RE: Time delayed LR (WAS Re: logical replication restrictions) - Mailing list pgsql-hackers

From Hayato Kuroda (Fujitsu)
Subject RE: Time delayed LR (WAS Re: logical replication restrictions)
Date
Msg-id TYAPR01MB586688F1D7FFAA0D2D3C3720F5BA9@TYAPR01MB5866.jpnprd01.prod.outlook.com
Whole thread Raw
In response to Re: Time delayed LR (WAS Re: logical replication restrictions)  (Amit Kapila <amit.kapila16@gmail.com>)
List pgsql-hackers
Dear hackers,

Based on the discussion Sawada-san pointed out[1] that the current approach of
logical time-delayed avoids recycling WALs, I'm planning to close the CF entry once.
This or the forked thread will be registered again after deciding on the alternative
approach.

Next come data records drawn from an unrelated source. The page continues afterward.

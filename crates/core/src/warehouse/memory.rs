use crate::domain::prediction::{DateBounds, PricePoint};
use crate::warehouse::PredictionSource;
use anyhow::Context;
use chrono::NaiveDate;
use std::collections::BTreeSet;
use std::path::Path;
use std::sync::atomic::{AtomicUsize, Ordering};

/// Predictions held in memory: a JSON dump of the table for offline runs, or fixed rows in tests.
#[derive(Debug, Default)]
pub struct InMemorySource {
    rows: Vec<PricePoint>,
    range_calls: AtomicUsize,
}

impl InMemorySource {
    pub fn new(rows: Vec<PricePoint>) -> Self {
        Self {
            rows,
            range_calls: AtomicUsize::new(0),
        }
    }

    /// Reads a JSON array of rows keyed by the warehouse column names.
    pub fn from_json_file(path: impl AsRef<Path>) -> anyhow::Result<Self> {
        let path = path.as_ref();
        let text = std::fs::read_to_string(path)
            .with_context(|| format!("failed to read fixture {}", path.display()))?;
        let rows = serde_json::from_str::<Vec<PricePoint>>(&text)
            .with_context(|| format!("fixture {} is not a JSON array of rows", path.display()))?;
        for row in &rows {
            anyhow::ensure!(
                !row.symbol.trim().is_empty(),
                "fixture row on {} has an empty symbol",
                row.date
            );
        }
        Ok(Self::new(rows))
    }

    /// Number of `fetch_range` calls served so far.
    pub fn range_calls(&self) -> usize {
        self.range_calls.load(Ordering::Relaxed)
    }
}

#[async_trait::async_trait]
impl PredictionSource for InMemorySource {
    fn source_name(&self) -> &'static str {
        "memory"
    }

    async fn fetch_range(
        &self,
        symbol: &str,
        start: NaiveDate,
        end: NaiveDate,
    ) -> anyhow::Result<Vec<PricePoint>> {
        self.range_calls.fetch_add(1, Ordering::Relaxed);
        let mut out: Vec<PricePoint> = self
            .rows
            .iter()
            .filter(|p| p.symbol == symbol && start <= p.date && p.date <= end)
            .cloned()
            .collect();
        out.sort_by_key(|p| p.date);
        Ok(out)
    }

    async fn distinct_symbols(&self) -> anyhow::Result<Vec<String>> {
        let set: BTreeSet<&str> = self.rows.iter().map(|p| p.symbol.as_str()).collect();
        Ok(set.into_iter().map(str::to_string).collect())
    }

    async fn date_extent(&self) -> anyhow::Result<Option<DateBounds>> {
        let min_date = self.rows.iter().map(|p| p.date).min();
        let max_date = self.rows.iter().map(|p| p.date).max();
        Ok(min_date
            .zip(max_date)
            .map(|(min_date, max_date)| DateBounds { min_date, max_date }))
    }
}
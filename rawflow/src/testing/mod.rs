//! Test doubles for rawflow pipelines.
//!
//! This module provides:
//! - Synthetic recordings and helpers to place them in an experiment tree
//! - A deterministic [`SignalProcessor`](crate::processing::SignalProcessor)
//!   that counts its calls
//! - A scripted operator prompt

mod fixtures;
mod mocks;

pub use fixtures::{synthetic_signal, touch, write_recording};
pub use mocks::{CountingProcessor, ScriptedPrompt};
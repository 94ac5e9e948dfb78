//! FIR filter stage.
//!
//! Edges in increasing order give a band-pass, `l_freq > h_freq` a
//! band-stop filter.

use super::cached::Upstream;
use super::{LoadOptions, RawPipe};
use crate::core::{ChannelKind, RawSignal, SignalInfo};
use crate::errors::{InvalidParameter, Result};
use crate::processing::SignalProcessor;
use ndarray::{Array2, Axis};
use tracing::debug;

/// Band edges and extra options of a FIR filter.
#[derive(Debug, Clone, PartialEq)]
pub struct FilterParams {
    /// Highpass edge in Hz.
    pub l_freq: Option<f64>,
    /// Lowpass edge in Hz.
    pub h_freq: Option<f64>,
    /// Options passed through to the filter routine.
    pub options: serde_json::Map<String, serde_json::Value>,
}

impl FilterParams {
    /// Creates filter parameters.
    ///
    /// # Errors
    ///
    /// Returns [`InvalidParameter`] if neither edge is given, an edge is
    /// not a positive frequency, or both edges are equal.
    #[allow(clippy::float_cmp)]
    pub fn new(l_freq: Option<f64>, h_freq: Option<f64>) -> Result<Self> {
        match (l_freq, h_freq) {
            (None, None) => {
                return Err(InvalidParameter::new("filter", "l_freq and h_freq can not both be None").into());
            }
            (Some(l), Some(h)) if l == h => {
                return Err(InvalidParameter::new("filter", format!("l_freq and h_freq are both {l} Hz")).into());
            }
            _ => {}
        }
        for edge in [l_freq, h_freq].into_iter().flatten() {
            if !edge.is_finite() || edge <= 0.0 {
                return Err(InvalidParameter::new("filter", format!("band edge {edge} Hz")).into());
            }
        }
        Ok(Self {
            l_freq,
            h_freq,
            options: serde_json::Map::new(),
        })
    }

    /// Sets options for the filter routine.
    #[must_use]
    pub fn with_options(mut self, options: serde_json::Map<String, serde_json::Value>) -> Self {
        self.options = options;
        self
    }

    /// Options as passed to the processor, `fir_design` defaulting to `firwin2`.
    #[must_use]
    pub fn effective_options(&self) -> serde_json::Map<String, serde_json::Value> {
        let mut options = self.options.clone();
        if options.get("fir_design").map_or(true, serde_json::Value::is_null) {
            options.insert("fir_design".into(), serde_json::json!("firwin2"));
        }
        options
    }

    /// Filters data that is already loaded, `[channels, times]`.
    ///
    /// # Errors
    ///
    /// Returns [`crate::errors::RawflowError::Processor`] if the filter
    /// routine fails.
    pub fn filter_data(&self, processor: &dyn SignalProcessor, data: &mut Array2<f64>, sfreq: f64) -> Result<()> {
        processor.filter(data, sfreq, self.l_freq, self.h_freq, &self.effective_options())?;
        Ok(())
    }

    /// Whether the edges describe a band-stop filter.
    #[must_use]
    pub fn is_band_stop(&self) -> bool {
        matches!((self.l_freq, self.h_freq), (Some(l), Some(h)) if l > h)
    }

    fn update_band(&self, info: &mut SignalInfo) {
        // a band-stop keeps the passband edges
        if self.is_band_stop() {
            return;
        }
        if let Some(l) = self.l_freq {
            info.highpass = info.highpass.max(l);
        }
        if let Some(h) = self.h_freq {
            info.lowpass = info.lowpass.min(h);
        }
    }

    pub(crate) fn make(&self, up: &Upstream<'_>, subject: &str, session: &str) -> Result<RawSignal> {
        let mut raw = up.parent.load(subject, session, LoadOptions::default().preloaded())?;
        debug!(stage = up.name, subject, session, "Filtering raw");

        let picks = raw.picks(ChannelKind::is_data, false);
        let mut block = raw.data.select(Axis(0), &picks);
        self.filter_data(up.ctx.processor.as_ref(), &mut block, raw.info.sfreq)?;
        for (row, &idx) in block.rows().into_iter().zip(&picks) {
            raw.data.row_mut(idx).assign(&row);
        }

        self.update_band(&mut raw.info);
        Ok(raw)
    }

    pub(crate) fn dict_entries(&self, out: &mut serde_json::Map<String, serde_json::Value>) {
        out.insert("args".into(), serde_json::json!([self.l_freq, self.h_freq]));
        out.insert("kwargs".into(), serde_json::Value::Object(self.options.clone()));
    }
}

#[cfg(test)]
mod tests {
    use super::*;
    use crate::testing::{synthetic_signal, CountingProcessor};

    #[test]
    fn test_edges_validated() {
        assert!(FilterParams::new(None, None).is_err());
        assert!(FilterParams::new(Some(40.0), Some(40.0)).is_err());
        assert!(FilterParams::new(Some(-1.0), None).is_err());
        assert!(FilterParams::new(Some(f64::NAN), None).is_err());
        assert!(FilterParams::new(Some(1.0), None).is_ok());
        assert!(FilterParams::new(None, Some(40.0)).is_ok());
    }

    #[test]
    fn test_band_stop() {
        let params = FilterParams::new(Some(55.0), Some(45.0)).unwrap();
        assert!(params.is_band_stop());
        assert!(!FilterParams::new(Some(1.0), Some(40.0)).unwrap().is_band_stop());

        let mut info = synthetic_signal(&["C1"], 10).info;
        let before = (info.highpass, info.lowpass);
        params.update_band(&mut info);
        assert_eq!((info.highpass, info.lowpass), before);

        FilterParams::new(Some(1.0), Some(40.0)).unwrap().update_band(&mut info);
        assert_eq!(info.lowpass, 40.0);
        assert_eq!(info.highpass, 1.0);
    }

    #[test]
    fn test_fir_design_default() {
        let params = FilterParams::new(Some(1.0), Some(40.0)).unwrap();
        assert_eq!(params.effective_options()["fir_design"], "firwin2");

        let mut options = serde_json::Map::new();
        options.insert("fir_design".into(), serde_json::json!("firwin"));
        let params = params.with_options(options);
        assert_eq!(params.effective_options()["fir_design"], "firwin");
        // the stored options stay as given
        assert_eq!(params.options.len(), 1);
    }

    #[test]
    fn test_dict_keeps_user_options_only() {
        let params = FilterParams::new(None, Some(40.0)).unwrap();
        let mut out = serde_json::Map::new();
        params.dict_entries(&mut out);
        assert_eq!(out["args"], serde_json::json!([null, 40.0]));
        assert_eq!(out["kwargs"], serde_json::json!({}));
    }

    #[test]
    fn test_filter_data_calls_processor() {
        let processor = CountingProcessor::new();
        let params = FilterParams::new(Some(1.0), None).unwrap();
        let mut data = Array2::ones((2, 8));
        params.filter_data(&processor, &mut data, 100.0).unwrap();
        assert_eq!(processor.calls("filter"), 1);
    }
}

Thank you very much for the time to join our discussions earlier.

I think to solve the issue, logical changes must be flushed on subscribers once
and workers apply changes after spending a specified time. The straightforward
approach for it is following physical replication - introduce the walreceiver process
on the subscriber. We must research more, but at least there are some benefits:

* Publisher can be shutted down even if the apply worker stuck. The stuck is more
  likely happen than physical replication, so this may improve the robustness.
  More detail, please see another thread[2].
* In case of synchronous_commit = 'remote_write', publisher can COMMIT faster.
  This is because walreceiver will flush changes immediately and reply soon.
  Even if time-delayed is enabled, the wait-time will not be increased.
* May be used as an infrastructure of parallel apply for non-streaming transaction.
  The basic design of them are the similar - one process receive changes and others apply.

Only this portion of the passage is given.